While the game accurately recreates some similarly tense encounters between marines and Xenomorph soldiers found in the film, the stiff shooting mechanics and lack of any real nuance to tackling a specific encounter makes Aliens: Colonial Marines fa…

While the game accurately recreates some similarly tense encounters between marines and Xenomorph soldiers found in the film, the stiff shooting mechanics and lack of any real nuance to tackling a specific encounter makes Aliens: Colonial Marines far less special than it could’ve been.

Another losing aspect is the AI, which is absolutely crippling for the single player mode since it mostly includes you running with one or two other marines, sometimes more, during your missions. There were several moments in the single player experience where I’d progress pretty far, but couldn’t actually finish because my teammate wasn’t beside me. I backtracked almost an entire level in more than one instance to find my teammate facing a door while stuck in a running animation, which is very bad for a game that’s supposed to rely on a team dynamic.

This just brings the point to the forefront that this game has a severe lack of polish that, given the time in development, should not be a drag on it. I understand that there’s a bit of controversy surrounding actual credit for the game’s development, with Gearbox shuffling teams and resources around a lot, and that’s easy to see because the final product is extremely disjointed.

The multiplayer component isn’t much to write home about, either. It’s got some basic interactive functionality as well as the ability to play as aliens, but really, it’s faulted by many of the same design flaws as the single player portion and in the age of much better horror and war FPS titles, is sadly forgettable.

Overall

Like a lot of gamers, I was really looking forward to Aliens: Colonial Marines, but it seems that the perfect storm of developer difficulties, shuffling of resources and teams, changing technologies, and the simple existence of time seriously crippled this game from being what so many franchise fans hoped it would be. Its solid level of attention-to-detail in evoking the Aliens film is almost made entirely irrelevant because of everything else that holds the game back from achieving much of anything positive: its extreme lack of polish, general bugginess, lackluster visuals, derivative gameplay mechanics, forgettable multiplayer…you likely get the point, by now.

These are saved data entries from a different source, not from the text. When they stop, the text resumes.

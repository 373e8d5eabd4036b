//! Zone mode and HVAC direction.

use std::fmt;
use std::str::FromStr;

use serde::{Deserialize, Serialize};

use crate::error::{ControlError, ControlResult};

/// Whether a zone is actively controlled.
#[derive(Debug, Clone, Copy, PartialEq, Eq, Hash, Default, Serialize, Deserialize)]
#[serde(rename_all = "snake_case")]
pub enum ZoneMode {
    /// No damper commands are issued.
    #[default]
    Off,
    /// The damper follows the control law.
    Auto,
}

impl ZoneMode {
    pub fn as_str(self) -> &'static str {
        match self {
            Self::Off => "off",
            Self::Auto => "auto",
        }
    }
}

impl fmt::Display for ZoneMode {
    fn fmt(&self, f: &mut fmt::Formatter<'_>) -> fmt::Result {
        f.write_str(self.as_str())
    }
}

impl FromStr for ZoneMode {
    type Err = ControlError;

    /// Accepts `off`, and `auto` or its host alias `heat_cool`.
    fn from_str(s: &str) -> ControlResult<Self> {
        match s.trim().to_ascii_lowercase().as_str() {
            "off" => Ok(Self::Off),
            "auto" | "heat_cool" => Ok(Self::Auto),
            _ => Err(ControlError::UnrecognizedMode { mode: s.to_string() }),
        }
    }
}

/// Sign convention for the thermostat's active operating mode.
#[derive(Debug, Clone, Copy, PartialEq, Eq, Hash, Serialize, Deserialize)]
#[serde(rename_all = "snake_case")]
pub enum HvacDirection {
    Heating,
    Cooling,
}

impl HvacDirection {
    /// Resolve the direction from a thermostat operating mode report.
    ///
    /// Both the mode names (`heat`, `cool`) and the action names (`heating`,
    /// `cooling`) are understood. Anything else, including `off`, is
    /// [`ControlError::UnrecognizedMode`].
    pub fn from_operating_mode(mode: &str) -> ControlResult<Self> {
        match mode.trim().to_ascii_lowercase().as_str() {
            "heat" | "heating" => Ok(Self::Heating),
            "cool" | "cooling" => Ok(Self::Cooling),
            _ => Err(ControlError::UnrecognizedMode {
                mode: mode.to_string(),
            }),
        }
    }

    /// `+1` when heating, `-1` when cooling.
    ///
    /// Multiplying a temperature residual by this yields a value where
    /// positive always means "open the damper further".
    pub fn sign(self) -> f64 {
        match self {
            Self::Heating => 1.0,
            Self::Cooling => -1.0,
        }
    }
}

impl fmt::Display for HvacDirection {
    fn fmt(&self, f: &mut fmt::Formatter<'_>) -> fmt::Result {
        match self {
            Self::Heating => f.write_str("heating"),
            Self::Cooling => f.write_str("cooling"),
        }
    }
}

Reverence for the original film can only take you so far in a video game environment, and while there’s some cool homages and moments in the story mode, Colonial Marines just doesn’t add up to the fans’ expectations or the conventions of good FPS gameplay.

“Game over, man!”

Score: 4.5/10

This review was originally written for Reset Games, a video game store in the Pacific Northwest. The store provided me with a copy to review.